The Discordant Opposition Journal Issue 7 - File 7
:ISBN Script:
JamesTK [jamestk@chat.ru]
Sometimes on the net, you will find an amazing data mine. It is imperative that at these times, you are able to download that data. Websites are dynamic, and you never know when that fave technical resource of yours is going to go down for technical or lawful reasons.
Background info:
We have had the opportunity to find resources at which the mind has boggled in immensity. We have witnessed books, e-books, online books at which it has become our mission to download a.s.a.p.
Case Study #1
O'Reilly
Unix CD Bookshelf
Perl CD Bookshelf
...other CD Bookshelves
O'Reilly is known for their quality books, but sadly it is very hard to find their books online without paying for the opportunity at their website http://www.ora.com
The CD Bookshelves by O'Reilly are an attempt to profit from selling electronic html versions of their popular books via cd. Many people have bought these books, and a few have uploaded their copies to websites.
To find these books online we used a variety of methods:
- #1 DejaNews Search. This was the first method to give results, although it was a slow and unreliable method. By searching for oreilly and online books, it was possible to locate a server that contained the aforementioned books.
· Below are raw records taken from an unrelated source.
//! Test-only helpers: deterministic bead builders and scripted collaborators.

use std::collections::{HashMap, VecDeque};
use std::sync::Mutex;
use std::sync::atomic::{AtomicUsize, Ordering};
use std::time::Duration;

use crate::core::types::{Bead, BeadId, BeadKind, BeadStatus, ExecutionResult};
use crate::io::executor::Executor;
use crate::io::operator::{FailureDecision, Operator, StepDecision};
use crate::report::Resolution;

/// Create a pending, non-testable bead with no dependencies.
pub fn bead(id: &str, priority: u32) -> Bead {
    Bead {
        id: id.to_string(),
        title: format!("{id} title"),
        kind: BeadKind::NonTestable,
        status: BeadStatus::Pending,
        depends_on: Default::default(),
        priority,
        payload: String::new(),
        parent_id: None,
        group: None,
        reason: None,
    }
}

pub fn bead_with_deps(id: &str, priority: u32, deps: &[&str]) -> Bead {
    Bead {
        depends_on: deps.iter().map(|dep| dep.to_string()).collect(),
        ..bead(id, priority)
    }
}

pub fn test_bead(id: &str, priority: u32) -> Bead {
    Bead {
        kind: BeadKind::Test,
        ..bead(id, priority)
    }
}

/// An impl bead; its test bead belongs in `deps`.
pub fn impl_bead(id: &str, priority: u32, deps: &[&str]) -> Bead {
    Bead {
        kind: BeadKind::Impl,
        ..bead_with_deps(id, priority, deps)
    }
}

pub fn with_status(mut bead: Bead, status: BeadStatus) -> Bead {
    bead.status = status;
    bead
}

pub fn in_group(mut bead: Bead, group: &str) -> Bead {
    bead.group = Some(group.to_string());
    bead
}

/// How a scripted unit of work behaves.
#[derive(Debug, Clone, PartialEq, Eq)]
pub enum Script {
    /// Yield once, then succeed.
    Succeed,
    /// Yield once, then fail with the given detail.
    Fail(String),
    /// Sleep, then succeed.
    SucceedAfter(Duration),
    /// Sleep, then fail with the given detail.
    FailAfter(Duration, String),
    /// Never resolve.
    Hang,
}

type Hook = Box<dyn Fn(&Bead) + Send + Sync>;

/// Executor that resolves beads from per-bead scripts without spawning anything.
///
/// Beads without a queued script succeed. Records the order beads were
/// executed in and the highest number of units in flight at once.
#[derive(Default)]
pub struct ScriptedExecutor {
    scripts: Mutex<HashMap<BeadId, VecDeque<Script>>>,
    calls: Mutex<Vec<BeadId>>,
    in_flight: AtomicUsize,
    peak_in_flight: AtomicUsize,
    hook: Option<Hook>,
}

impl ScriptedExecutor {
    pub fn new() -> Self {
        Self::default()
    }

    /// Queue `script` for the next execution of `id`.
    pub fn script(self, id: &str, script: Script) -> Self {
        self.scripts
            .lock()
            .expect("scripts lock")
            .entry(id.to_string())
            .or_default()
            .push_back(script);
        self
    }

    /// Run `hook` synchronously as each bead starts executing.
    pub fn on_execute(mut self, hook: impl Fn(&Bead) + Send + Sync + 'static) -> Self {
        self.hook = Some(Box::new(hook));
        self
    }

    pub fn calls(&self) -> Vec<BeadId> {
        self.calls.lock().expect("calls lock").clone()
    }

    pub fn peak_in_flight(&self) -> usize {
        self.peak_in_flight.load(Ordering::SeqCst)
    }

    fn next_script(&self, id: &str) -> Script {
        self.scripts
            .lock()
            .expect("scripts lock")
            .get_mut(id)
            .and_then(VecDeque::pop_front)
            .unwrap_or(Script::Succeed)
    }
}

impl Executor for ScriptedExecutor {
    async fn execute(&self, bead: Bead) -> ExecutionResult {
        self.calls.lock().expect("calls lock").push(bead.id.clone());
        if let Some(hook) = &self.hook {
            hook(&bead);
        }
        let script = self.next_script(&bead.id);
        let now = self.in_flight.fetch_add(1, Ordering::SeqCst) + 1;
        self.peak_in_flight.fetch_max(now, Ordering::SeqCst);

        let result = match script {
            Script::Succeed => {
                tokio::task::yield_now().await;
                ExecutionResult::success(format!("{} done", bead.id))
            }
            Script::Fail(detail) => {
                tokio::task::yield_now().await;
                ExecutionResult::failure(detail)
            }
            Script::SucceedAfter(delay) => {
                tokio::time::sleep(delay).await;
                ExecutionResult::success(format!("{} done", bead.id))
            }
            Script::FailAfter(delay, detail) => {
                tokio::time::sleep(delay).await;
                ExecutionResult::failure(detail)
            }
            Script::Hang => std::future::pending().await,
        };

        self.in_flight.fetch_sub(1, Ordering::SeqCst);
        result
    }
}

/// Operator that replays queued decisions and stops once they run out.
#[derive(Debug, Default)]
pub struct ScriptedOperator {
    steps: VecDeque<StepDecision>,
    failures: VecDeque<FailureDecision>,
    /// Bead ids of every resolution the operator was shown.
    pub seen: Vec<BeadId>,
}

impl ScriptedOperator {
    pub fn new(
        steps: impl IntoIterator<Item = StepDecision>,
        failures: impl IntoIterator<Item = FailureDecision>,
    ) -> Self {
        Self {
            steps: steps.into_iter().collect(),
            failures: failures.into_iter().collect(),
            seen: Vec::new(),
        }
    }
}

impl Operator for ScriptedOperator {
    fn after_step(
        &mut self,
        resolution: &Resolution,
        _ready: &[Bead],
    ) -> anyhow::Result<StepDecision> {
        self.seen.push(resolution.bead_id.clone());
        Ok(self.steps.pop_front().unwrap_or(StepDecision::Stop))
    }

    fn on_failure(&mut self, resolution: &Resolution) -> anyhow::Result<FailureDecision> {
        self.seen.push(resolution.bead_id.clone());
        Ok(self.failures.pop_front().unwrap_or(FailureDecision::Stop))
    }
}
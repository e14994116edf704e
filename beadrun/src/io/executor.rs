//! Worker substrate abstraction.
//!
//! The [`Executor`] trait decouples scheduling from whatever actually does the
//! work for a bead. Tests use scripted executors that resolve with
//! predetermined results without spawning processes.

use std::path::PathBuf;
use std::time::Duration;

use tokio::process::Command;
use tracing::{debug, info, instrument, warn};

use crate::core::types::{Bead, ExecutionResult};
use crate::io::config::RunConfig;
use crate::io::process::run_command_with_timeout;

/// Abstraction over worker backends.
///
/// An execution never errors: anything that goes wrong while running a bead
/// (spawn failure, timeout, non-zero exit) resolves as a failed
/// [`ExecutionResult`]. Implementations do not retry.
pub trait Executor {
    fn execute(&self, bead: Bead) -> impl Future<Output = ExecutionResult>;
}

/// Executor that runs a configured command once per bead.
///
/// The bead payload is written to the child's stdin; id, title, kind and group
/// are exported as `BEADRUN_BEAD_*` environment variables. The child is not
/// killed when its future is dropped, so a hard stop leaves it running.
#[derive(Debug, Clone)]
pub struct CommandExecutor {
    pub command: Vec<String>,
    pub workdir: PathBuf,
    pub timeout: Duration,
    pub output_limit_bytes: usize,
}

impl CommandExecutor {
    pub fn from_config(config: &RunConfig, workdir: impl Into<PathBuf>) -> Self {
        Self {
            command: config.executor.command.clone(),
            workdir: workdir.into(),
            timeout: config.unit_timeout(),
            output_limit_bytes: config.output_limit_bytes,
        }
    }

    fn command_for(&self, bead: &Bead) -> Option<Command> {
        let (program, args) = self.command.split_first()?;
        let mut cmd = Command::new(program);
        cmd.args(args)
            .current_dir(&self.workdir)
            .env("BEADRUN_BEAD_ID", &bead.id)
            .env("BEADRUN_BEAD_TITLE", &bead.title)
            .env("BEADRUN_BEAD_KIND", bead.kind.as_str())
            .env("BEADRUN_BEAD_GROUP", bead.group.as_deref().unwrap_or(""))
            .kill_on_drop(false);
        Some(cmd)
    }
}

impl Executor for CommandExecutor {
    #[instrument(skip_all, fields(bead = %bead.id, timeout_secs = self.timeout.as_secs()))]
    async fn execute(&self, bead: Bead) -> ExecutionResult {
        let Some(cmd) = self.command_for(&bead) else {
            return ExecutionResult::failure("executor command is empty");
        };
        info!(title = %bead.title, "running bead command");

        let payload = bead.payload.into_bytes();
        let limit = self.output_limit_bytes;
        let output = match run_command_with_timeout(cmd, Some(payload), self.timeout, limit).await {
            Ok(output) => output,
            Err(err) => {
                warn!(err = %format!("{err:#}"), "bead command could not run");
                return ExecutionResult::failure(format!("{err:#}"));
            }
        };

        if output.timed_out {
            return ExecutionResult::failure(format!("timed out after {:?}", self.timeout));
        }
        if !output.status.success() {
            let code = output
                .status
                .code()
                .map_or_else(|| "signal".to_string(), |code| code.to_string());
            let detail = match output.last_stderr_line() {
                Some(line) => format!("exit {code}: {line}"),
                None => format!("exit {code}"),
            };
            debug!(%detail, "bead command failed");
            return ExecutionResult::failure(detail);
        }

        ExecutionResult::success(
            output
                .last_stdout_line()
                .unwrap_or_else(|| "exit 0".to_string()),
        )
    }
}
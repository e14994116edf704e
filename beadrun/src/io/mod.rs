//! I/O adapters: bead stores, the worker substrate, config, and the operator channel.

pub mod config;
pub mod executor;
pub mod file_store;
pub mod init;
pub mod memory_store;
pub mod operator;
pub mod process;
pub mod store;
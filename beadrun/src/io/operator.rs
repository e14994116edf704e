//! Operator channel for the stepped loop.

use std::io::{BufRead, Write};

use anyhow::{Context, Result};

use crate::core::types::{Bead, BeadId};
use crate::report::Resolution;

/// What to do after a bead resolved successfully (or was skipped).
#[derive(Debug, Clone, PartialEq, Eq)]
pub enum StepDecision {
    Continue,
    Stop,
    /// Run this ready bead next instead of the highest-priority one.
    JumpTo(BeadId),
}

/// What to do after a bead failed.
#[derive(Debug, Clone, Copy, PartialEq, Eq)]
pub enum FailureDecision {
    /// Apply the operator `retry` transition and run the bead again.
    Retry,
    /// Leave the bead blocked and carry on.
    Skip,
    Stop,
}

/// Synchronous decision source consulted by the stepped loop between beads.
pub trait Operator {
    /// Called after each bead while ready beads remain. `ready` is in dispatch order.
    fn after_step(&mut self, resolution: &Resolution, ready: &[Bead]) -> Result<StepDecision>;

    fn on_failure(&mut self, resolution: &Resolution) -> Result<FailureDecision>;
}

/// Line-oriented operator reading answers from `input` and prompting on `output`.
///
/// End of input counts as `stop`.
pub struct StdinOperator<R, W> {
    input: R,
    output: W,
}

impl<R: BufRead, W: Write> StdinOperator<R, W> {
    pub fn new(input: R, output: W) -> Self {
        Self { input, output }
    }

    /// Blocks the calling thread until a line or EOF arrives. A Ctrl-C during
    /// the prompt is acted on once the read returns.
    fn read_answer(&mut self, prompt: &str) -> Result<Option<String>> {
        write!(self.output, "{prompt} ").context("write prompt")?;
        self.output.flush().context("flush prompt")?;
        let mut line = String::new();
        let read = self.input.read_line(&mut line).context("read operator input")?;
        if read == 0 {
            return Ok(None);
        }
        Ok(Some(line.trim().to_string()))
    }
}

impl<R: BufRead, W: Write> Operator for StdinOperator<R, W> {
    fn after_step(&mut self, resolution: &Resolution, ready: &[Bead]) -> Result<StepDecision> {
        writeln!(self.output, "{resolution}").context("write resolution")?;
        let listing: Vec<String> = ready
            .iter()
            .map(|bead| format!("{} ({})", bead.id, bead.title))
            .collect();
        writeln!(self.output, "ready: {}", listing.join(", ")).context("write ready list")?;

        loop {
            let Some(answer) = self.read_answer("[c]ontinue, [s]top, [j]ump <id>?")? else {
                return Ok(StepDecision::Stop);
            };
            let mut words = answer.split_whitespace();
            match (words.next(), words.next()) {
                (None | Some("c" | "continue"), None) => return Ok(StepDecision::Continue),
                (Some("s" | "stop"), None) => return Ok(StepDecision::Stop),
                (Some("j" | "jump"), Some(id)) => {
                    if ready.iter().any(|bead| bead.id == id) {
                        return Ok(StepDecision::JumpTo(id.to_string()));
                    }
                    writeln!(self.output, "bead '{id}' is not ready").context("write notice")?;
                }
                _ => {
                    writeln!(self.output, "unrecognized answer '{answer}'")
                        .context("write notice")?;
                }
            }
        }
    }

    fn on_failure(&mut self, resolution: &Resolution) -> Result<FailureDecision> {
        writeln!(self.output, "{resolution}").context("write resolution")?;
        loop {
            let Some(answer) = self.read_answer("[r]etry, s[k]ip, [s]top?")? else {
                return Ok(FailureDecision::Stop);
            };
            match answer.as_str() {
                "r" | "retry" => return Ok(FailureDecision::Retry),
                "k" | "skip" => return Ok(FailureDecision::Skip),
                "s" | "stop" => return Ok(FailureDecision::Stop),
                _ => {
                    writeln!(self.output, "unrecognized answer '{answer}'")
                        .context("write notice")?;
                }
            }
        }
    }
}

#[cfg(test)]
mod tests {
    use std::io::Cursor;

    use super::*;
    use crate::core::types::ExecutionResult;
    use crate::test_support::bead;

    fn resolution(ok: bool) -> Resolution {
        Resolution {
            bead_id: "a".to_string(),
            title: "a".to_string(),
            result: if ok {
                ExecutionResult::success("done")
            } else {
                ExecutionResult::failure("exit 1")
            },
        }
    }

    fn operator(input: &str) -> StdinOperator<Cursor<Vec<u8>>, Vec<u8>> {
        StdinOperator::new(Cursor::new(input.as_bytes().to_vec()), Vec::new())
    }

    #[test]
    fn empty_line_continues() {
        let mut op = operator("\n");
        let decision = op.after_step(&resolution(true), &[bead("b", 0)]).expect("decide");
        assert_eq!(decision, StepDecision::Continue);
    }

    #[test]
    fn jump_to_unready_bead_reprompts() {
        let mut op = operator("j zzz\nj b\n");
        let decision = op
            .after_step(&resolution(true), &[bead("b", 0), bead("c", 0)])
            .expect("decide");
        assert_eq!(decision, StepDecision::JumpTo("b".to_string()));
        let transcript = String::from_utf8(op.output).expect("utf8");
        assert!(transcript.contains("bead 'zzz' is not ready"));
    }

    #[test]
    fn end_of_input_stops() {
        let mut op = operator("");
        assert_eq!(
            op.after_step(&resolution(true), &[bead("b", 0)]).expect("decide"),
            StepDecision::Stop
        );
        assert_eq!(
            op.on_failure(&resolution(false)).expect("decide"),
            FailureDecision::Stop
        );
    }

    #[test]
    fn failure_answers_are_parsed_after_garbage() {
        let mut op = operator("what\nk\n");
        assert_eq!(
            op.on_failure(&resolution(false)).expect("decide"),
            FailureDecision::Skip
        );
    }
}
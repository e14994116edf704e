//! Cooperative cancellation shared by the schedulers and the signal sources.
//!
//! A first request is graceful: nothing new is dispatched and in-flight work
//! finishes with its natural result recorded. A second request (or
//! [`CancellationCoordinator::stop_now`]) is a hard stop: the scheduler
//! returns without waiting and in-flight beads stay `in_progress`.

use std::path::PathBuf;
use std::sync::Arc;
use std::time::Duration;

use tokio::sync::watch;
use tokio::task::JoinHandle;
use tracing::{debug, info, warn};

#[derive(Debug, Clone, Copy, PartialEq, Eq, PartialOrd, Ord)]
pub enum CancelState {
    Running,
    Graceful,
    Immediate,
}

/// Cloneable handle; every clone observes and escalates the same state.
#[derive(Debug, Clone)]
pub struct CancellationCoordinator {
    state: Arc<watch::Sender<CancelState>>,
}

impl Default for CancellationCoordinator {
    fn default() -> Self {
        Self::new()
    }
}

impl CancellationCoordinator {
    pub fn new() -> Self {
        let (tx, _rx) = watch::channel(CancelState::Running);
        Self {
            state: Arc::new(tx),
        }
    }

    pub fn state(&self) -> CancelState {
        *self.state.borrow()
    }

    /// Escalate one step (`running -> graceful -> immediate`) and return the new state.
    pub fn request_cancel(&self) -> CancelState {
        self.state.send_if_modified(|state| {
            let next = match *state {
                CancelState::Running => CancelState::Graceful,
                CancelState::Graceful | CancelState::Immediate => CancelState::Immediate,
            };
            let changed = *state != next;
            *state = next;
            changed
        });
        let state = self.state();
        info!(?state, "cancellation requested");
        state
    }

    /// Jump straight to a hard stop.
    pub fn stop_now(&self) {
        self.state.send_if_modified(|state| {
            if *state == CancelState::Immediate {
                return false;
            }
            *state = CancelState::Immediate;
            true
        });
        info!("hard stop requested");
    }

    /// True once any cancellation was requested.
    pub fn is_cancelled(&self) -> bool {
        self.state() != CancelState::Running
    }

    pub fn is_stopped_now(&self) -> bool {
        self.state() == CancelState::Immediate
    }

    /// Resolves once any cancellation was requested.
    pub async fn cancelled(&self) {
        self.wait_until(CancelState::Graceful).await;
    }

    /// Resolves once a hard stop was requested.
    pub async fn stopped_now(&self) {
        self.wait_until(CancelState::Immediate).await;
    }

    async fn wait_until(&self, at_least: CancelState) {
        let mut rx = self.state.subscribe();
        // The sender lives as long as `self`, so the channel cannot close here.
        let _ = rx.wait_for(|state| *state >= at_least).await;
    }

    /// Escalate on every Ctrl-C until a hard stop is reached.
    pub fn watch_ctrl_c(&self) -> JoinHandle<()> {
        let coordinator = self.clone();
        tokio::spawn(async move {
            loop {
                if let Err(err) = tokio::signal::ctrl_c().await {
                    warn!(err = %err, "cannot listen for ctrl-c");
                    return;
                }
                if coordinator.request_cancel() == CancelState::Immediate {
                    return;
                }
            }
        })
    }

    /// Poll for `path` and request a graceful cancel when it appears.
    ///
    /// The flag file is removed once observed so the next run starts clean.
    pub fn watch_flag_file(&self, path: PathBuf, interval: Duration) -> JoinHandle<()> {
        let coordinator = self.clone();
        tokio::spawn(async move {
            loop {
                if coordinator.is_cancelled() {
                    return;
                }
                if tokio::fs::try_exists(&path).await.unwrap_or(false) {
                    info!(path = %path.display(), "cancel flag file found");
                    if let Err(err) = tokio::fs::remove_file(&path).await {
                        warn!(path = %path.display(), err = %err, "cannot remove cancel flag file");
                    }
                    coordinator.request_cancel();
                    return;
                }
                debug!("cancel flag file absent");
                tokio::time::sleep(interval).await;
            }
        })
    }
}
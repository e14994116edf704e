//! Helpers for running child processes with timeouts and bounded output.

use std::process::{ExitStatus, Stdio};
use std::time::Duration;

use anyhow::{Context, Result, anyhow};
use tokio::io::{AsyncRead, AsyncReadExt, AsyncWriteExt};
use tokio::process::{Child, Command};
use tokio::task::JoinHandle;
use tokio::time::Instant;
use tracing::{debug, error, instrument, warn};

/// How long output readers may keep draining once the command is gone.
const READER_GRACE: Duration = Duration::from_secs(2);

/// Captured child process output.
#[derive(Debug)]
pub struct CommandOutput {
    pub status: ExitStatus,
    pub stdout: Vec<u8>,
    pub stderr: Vec<u8>,
    pub stdout_truncated: usize,
    pub stderr_truncated: usize,
    pub timed_out: bool,
}

impl CommandOutput {
    /// Last non-empty line of stdout, lossily decoded.
    pub fn last_stdout_line(&self) -> Option<String> {
        last_line(&self.stdout)
    }

    /// Last non-empty line of stderr, lossily decoded.
    pub fn last_stderr_line(&self) -> Option<String> {
        last_line(&self.stderr)
    }
}

fn last_line(bytes: &[u8]) -> Option<String> {
    String::from_utf8_lossy(bytes)
        .lines()
        .rev()
        .map(str::trim)
        .find(|line| !line.is_empty())
        .map(str::to_string)
}

/// Run a command with a timeout and capture stdout/stderr without risking pipe deadlocks.
///
/// Stdin is fed and both output pipes are drained on their own tasks while the
/// child runs. `output_limit_bytes` bounds what is kept in memory; bytes past the
/// limit are still read and discarded.
///
/// On unix the child leads its own process group. On timeout the whole group is
/// killed and `timed_out` is set. Readers get [`READER_GRACE`] past the unit's
/// deadline (or past the kill) to reach EOF; a descendant that still holds a
/// pipe after that loses its output instead of stalling the caller.
#[instrument(skip_all, fields(timeout_secs = timeout.as_secs(), output_limit_bytes))]
pub async fn run_command_with_timeout(
    mut cmd: Command,
    stdin: Option<Vec<u8>>,
    timeout: Duration,
    output_limit_bytes: usize,
) -> Result<CommandOutput> {
    if stdin.is_some() {
        cmd.stdin(Stdio::piped());
    } else {
        cmd.stdin(Stdio::null());
    }
    cmd.stdout(Stdio::piped()).stderr(Stdio::piped());
    #[cfg(unix)]
    cmd.process_group(0);

    debug!("spawning child process");
    let mut child = match cmd.spawn() {
        Ok(c) => c,
        Err(e) => {
            error!(err = %e, "failed to spawn command");
            return Err(e).context("spawn command");
        }
    };

    let stdin_handle = match stdin {
        Some(input) => {
            let mut child_stdin = child
                .stdin
                .take()
                .ok_or_else(|| anyhow!("stdin was not piped"))?;
            Some(tokio::spawn(async move {
                // A child that exits without reading stdin closes the pipe; that is not an error.
                if let Err(e) = child_stdin.write_all(&input).await {
                    debug!(err = %e, "stdin closed before payload was fully written");
                }
            }))
        }
        None => None,
    };

    let stdout = child
        .stdout
        .take()
        .ok_or_else(|| anyhow!("stdout was not piped"))?;
    let stderr = child
        .stderr
        .take()
        .ok_or_else(|| anyhow!("stderr was not piped"))?;

    let stdout_handle = tokio::spawn(read_stream_limited(stdout, output_limit_bytes));
    let stderr_handle = tokio::spawn(read_stream_limited(stderr, output_limit_bytes));

    let deadline = Instant::now() + timeout;
    let mut timed_out = false;
    let status = match tokio::time::timeout_at(deadline, child.wait()).await {
        Ok(status) => status.context("wait for command")?,
        Err(_) => {
            warn!(
                timeout_secs = timeout.as_secs(),
                "command timed out, killing"
            );
            timed_out = true;
            kill_process_group(&child);
            child.kill().await.context("kill command")?;
            child.wait().await.context("wait command after kill")?
        }
    };

    if let Some(handle) = stdin_handle {
        handle.abort();
    }
    let drain_until = if timed_out {
        Instant::now() + READER_GRACE
    } else {
        deadline.max(Instant::now()) + READER_GRACE
    };
    let (stdout, stdout_truncated) = join_output(stdout_handle, drain_until)
        .await
        .context("join stdout")?;
    let (stderr, stderr_truncated) = join_output(stderr_handle, drain_until)
        .await
        .context("join stderr")?;

    if stdout_truncated > 0 || stderr_truncated > 0 {
        warn!(stdout_truncated, stderr_truncated, "output truncated");
    }

    debug!(exit_code = ?status.code(), timed_out, "command finished");
    Ok(CommandOutput {
        status,
        stdout,
        stderr,
        stdout_truncated,
        stderr_truncated,
        timed_out,
    })
}

async fn join_output(
    handle: JoinHandle<Result<(Vec<u8>, usize)>>,
    until: Instant,
) -> Result<(Vec<u8>, usize)> {
    let abort = handle.abort_handle();
    match tokio::time::timeout_at(until, handle).await {
        Ok(Ok(result)) => result,
        Ok(Err(_)) => Err(anyhow!("output reader task failed")),
        Err(_) => {
            abort.abort();
            warn!("output pipe still open after command exited, dropping its output");
            Ok((Vec::new(), 0))
        }
    }
}

/// SIGKILL every process in the child's group.
#[cfg(unix)]
#[allow(unsafe_code)]
fn kill_process_group(child: &Child) {
    let Some(pid) = child.id() else {
        return;
    };
    let Ok(pgid) = libc::pid_t::try_from(pid) else {
        return;
    };
    // Negative pid addresses the process group the child leads.
    let rc = unsafe { libc::kill(-pgid, libc::SIGKILL) };
    if rc != 0 {
        debug!(err = %std::io::Error::last_os_error(), "kill process group failed");
    }
}

#[cfg(not(unix))]
fn kill_process_group(_child: &Child) {}

async fn read_stream_limited<R: AsyncRead + Unpin>(
    mut reader: R,
    limit: usize,
) -> Result<(Vec<u8>, usize)> {
    let mut buf = Vec::new();
    let mut truncated = 0usize;
    let mut chunk = [0u8; 8192];

    loop {
        let n = reader.read(&mut chunk).await.context("read output")?;
        if n == 0 {
            break;
        }
        let remaining = limit.saturating_sub(buf.len());
        if remaining > 0 {
            let keep = n.min(remaining);
            buf.extend_from_slice(&chunk[..keep]);
            truncated += n.saturating_sub(keep);
        } else {
            truncated += n;
        }
    }

    Ok((buf, truncated))
}

#[cfg(all(test, unix))]
mod tests {
    use super::*;

    fn sh(script: &str) -> Command {
        let mut cmd = Command::new("sh");
        cmd.arg("-c").arg(script);
        cmd
    }

    #[tokio::test]
    async fn captures_stdout_and_stdin() {
        let output = run_command_with_timeout(
            sh("cat; echo done"),
            Some(b"payload\n".to_vec()),
            Duration::from_secs(10),
            1024,
        )
        .await
        .expect("run");
        assert!(output.status.success());
        assert_eq!(String::from_utf8_lossy(&output.stdout), "payload\ndone\n");
        assert_eq!(output.last_stdout_line().as_deref(), Some("done"));
        assert!(!output.timed_out);
    }

    #[tokio::test]
    async fn truncates_output_beyond_limit() {
        let output = run_command_with_timeout(
            sh("printf 'abcdefghij'"),
            None,
            Duration::from_secs(10),
            4,
        )
        .await
        .expect("run");
        assert_eq!(output.stdout, b"abcd");
        assert_eq!(output.stdout_truncated, 6);
    }

    #[tokio::test]
    async fn kills_child_on_timeout() {
        let output = run_command_with_timeout(
            sh("exec sleep 5"),
            None,
            Duration::from_millis(100),
            1024,
        )
        .await
        .expect("run");
        assert!(output.timed_out);
        assert!(!output.status.success());
    }

    #[tokio::test]
    async fn timeout_kills_descendants_holding_the_pipes() {
        let started = std::time::Instant::now();
        let output = run_command_with_timeout(
            sh("sleep 5; echo late"),
            None,
            Duration::from_millis(200),
            1024,
        )
        .await
        .expect("run");
        assert!(output.timed_out);
        assert!(started.elapsed() < Duration::from_secs(4), "{:?}", started.elapsed());
        assert!(output.last_stdout_line().is_none());
    }

    #[tokio::test]
    async fn background_writer_does_not_hold_a_finished_command() {
        let started = std::time::Instant::now();
        let output = run_command_with_timeout(
            sh("(sleep 30; echo late) & echo done"),
            None,
            Duration::from_millis(300),
            1024,
        )
        .await
        .expect("run");
        assert!(!output.timed_out);
        assert!(output.status.success());
        assert!(started.elapsed() < Duration::from_secs(10), "{:?}", started.elapsed());
    }
}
- #2 WWW Search Engines: NorthernLight (www.northernlight.com) and those search engines that incorporate 16 in 1 or such. Basically we just searched for "cd bookshelf" and hoped for a result. If you look at the search summary, the best results were not from official oreilly sites and contained the start of a chapter. The title always (!) contain "cd bookshelf." This is a direct result of it being the exact upload of the original cd sold by oreilly.
- #3 Word of mouth. This is _always_ the best way. Sadly it is also the rarest.
Finding these books was an exercise in itself, but downloading was another. For some strange reason, most of the servers hosting online, or ebooks, are in Russia! We have started to gain a new appreciation for the Russian culture. :)
We used GNU Wget to download the goods, on a *nix computer. There is also a win32 version available, although as usual, we do not recommend using any type of winOS. After setting wget to dl the index file recursively we found a good link checker on the web. Using this link checker we outputted its results to a file. It indicated broken links and we thus constructed a new perl script to dl each file that was missing.
Voila, we had the cd bookshelf.
Case Study #2
MCP Books
http://www.mcp.com/personal Your Personal Bookshelf
This site has an interesting background. When we first found this site it was not possible to directly link to the books to download them. Later, after analysing, i.e. experimenting with the source html and directory structure of the website it became apparent that
- #1 Each book is sorted by its isbn number.
- #2 Each book is found in this directory: http://pbs.mcp.com/ebooks/ISBN where ISBN is a number
- #3 When looking for books to add to your personal bookshelf, a file, all_allphas.html contains all the books descriptions and isbns.
Therefore it was possible to construct a perl script to parse all_alphas.html, find all books to dl by their isbn numbers, and then use a web mirroring tool to download them.
We chose to write a tool that interfaced with GNU Wget, a favorite mirroring tool.
After using this tool to download all the ebooks, we used a link checker to find any missed files. Sometimes Wget, even though it is the best mirrorring tool that we have found to date, misses dling some files.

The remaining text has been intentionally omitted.